*AIM OF THE EXERCISE:* Write out every entry in full. Leave nothing out.

*RECORD SET:*

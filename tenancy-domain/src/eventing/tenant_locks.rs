use dashmap::DashMap;
use std::sync::Arc;
use tokio::sync::{Mutex, OwnedMutexGuard};

/// 按租户 ID 串行化事件处理
///
/// 同一租户的事件不会被两个 worker 同时处理（避免 DELETED 与 CREATED 交错）；
/// 不同租户之间互不阻塞。`tokio::sync::Mutex` 按等待顺序公平唤醒，
/// 先到的事件先执行。
#[derive(Clone, Default)]
pub struct TenantLocks {
    locks: Arc<DashMap<String, Arc<Mutex<()>>>>,
}

/// 持有期间独占该租户；释放时清理无人等待的条目
pub struct TenantGuard {
    guard: Option<OwnedMutexGuard<()>>,
    tenant_id: String,
    locks: Arc<DashMap<String, Arc<Mutex<()>>>>,
}

impl TenantLocks {
    pub fn new() -> Self {
        Self::default()
    }

    pub async fn acquire(&self, tenant_id: &str) -> TenantGuard {
        let lock = self
            .locks
            .entry(tenant_id.to_string())
            .or_default()
            .value()
            .clone();
        let guard = lock.lock_owned().await;

        TenantGuard {
            guard: Some(guard),
            tenant_id: tenant_id.to_string(),
            locks: self.locks.clone(),
        }
    }

    /// 当前持有或等待中的租户数
    pub fn len(&self) -> usize {
        self.locks.len()
    }

    pub fn is_empty(&self) -> bool {
        self.locks.is_empty()
    }
}

impl Drop for TenantGuard {
    fn drop(&mut self) {
        // 先释放互斥锁，剩下的引用只来自 map 本身时才移除
        self.guard.take();
        self.locks
            .remove_if(&self.tenant_id, |_, lock| Arc::strong_count(lock) == 1);
    }
}

#[cfg(test)]
mod tests {
    use super::*;
    use std::time::Duration;

    #[tokio::test]
    async fn same_tenant_is_serialized() {
        let locks = TenantLocks::new();
        let first = locks.acquire("acme").await;

        let contender = {
            let locks = locks.clone();
            tokio::spawn(async move {
                let _guard = locks.acquire("acme").await;
            })
        };
        tokio::time::sleep(Duration::from_millis(20)).await;
        assert!(!contender.is_finished());

        let other = tokio::time::timeout(Duration::from_millis(100), locks.acquire("globex")).await;
        assert!(other.is_ok(), "different tenants must not block each other");
        drop(other);

        drop(first);
        contender.await.unwrap();
        assert!(locks.is_empty());
    }
}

*RESPONSE TO THE EXERCISE:*
filename tenancy-domain/src/eventing/tenant_locks.rs
use dashmap::DashMap;
use std::sync::Arc;
use tokio::sync::{Mutex, OwnedMutexGuard};

/// 按租户 ID 串行化事件处理
///
/// 同一租户的事件不会被两个 worker 同时处理（避免 DELETED 与 CREATED 交错）；
/// 不同租户之间互不阻塞。`tokio::sync::Mutex` 按等待顺序公平唤醒，
/// 先到的事件先执行。
#[derive(Clone, Default)]
pub struct TenantLocks {
    locks: Arc<DashMap<String, Arc<Mutex<()>>>>,
}

/// 持有期间独占该租户；释放时清理无人等待的条目
pub struct TenantGuard {
    guard: Option<OwnedMutexGuard<()>>,
    tenant_id: String,
    locks: Arc<DashMap<String, Arc<Mutex<()>>>>,
}

impl TenantLocks {
    pub fn new() -> Self {
        Self::default()
    }

    pub async fn acquire(&self, tenant_id: &str) -> TenantGuard {
        let lock = self
            .locks
            .entry(tenant_id.to_string())
            .or_default()
            .value()
            .clone();
        let guard = lock.lock_owned().await;

        TenantGuard {
            guard: Some(guard),
            tenant_id: tenant_id.to_string(),
            locks: self.locks.clone(),
        }
    }

    /// 当前持有或等待中的租户数
    pub fn len(&self) -> usize {
        self.locks.len()
    }

    pub fn is_empty(&self) -> bool {
        self.locks.is_empty()
    }
}

impl Drop for TenantGuard {
    fn drop(&mut self) {
        // 先释放互斥锁，剩下的引用只来自 map 本身时才移除
        self.guard.take();
        self.locks
            .remove_if(&self.tenant_id, |_, lock| Arc::strong_count(lock) == 1);
    }
}

#[cfg(test)]
mod tests {
    use super::*;
    use std::time::Duration;

    #[tokio::test]
    async fn same_tenant_is_serialized() {
        let locks = TenantLocks::new();
        let first = locks.acquire("acme").await;

        let contender = {
            let locks = locks.clone();
            tokio::spawn(async move {
                let _guard = locks.acquire("acme").await;
            })
        };
        tokio::time::sleep(Duration::from_millis(20)).await;
        assert!(!contender.is_finished());

        let other = tokio::time::timeout(Duration::from_millis(100), locks.acquire("globex")).await;
        assert!(other.is_ok(), "different tenants must not block each other");
        drop(other);

        drop(first);
        contender.await.unwrap();
        assert!(locks.is_empty());
    }
}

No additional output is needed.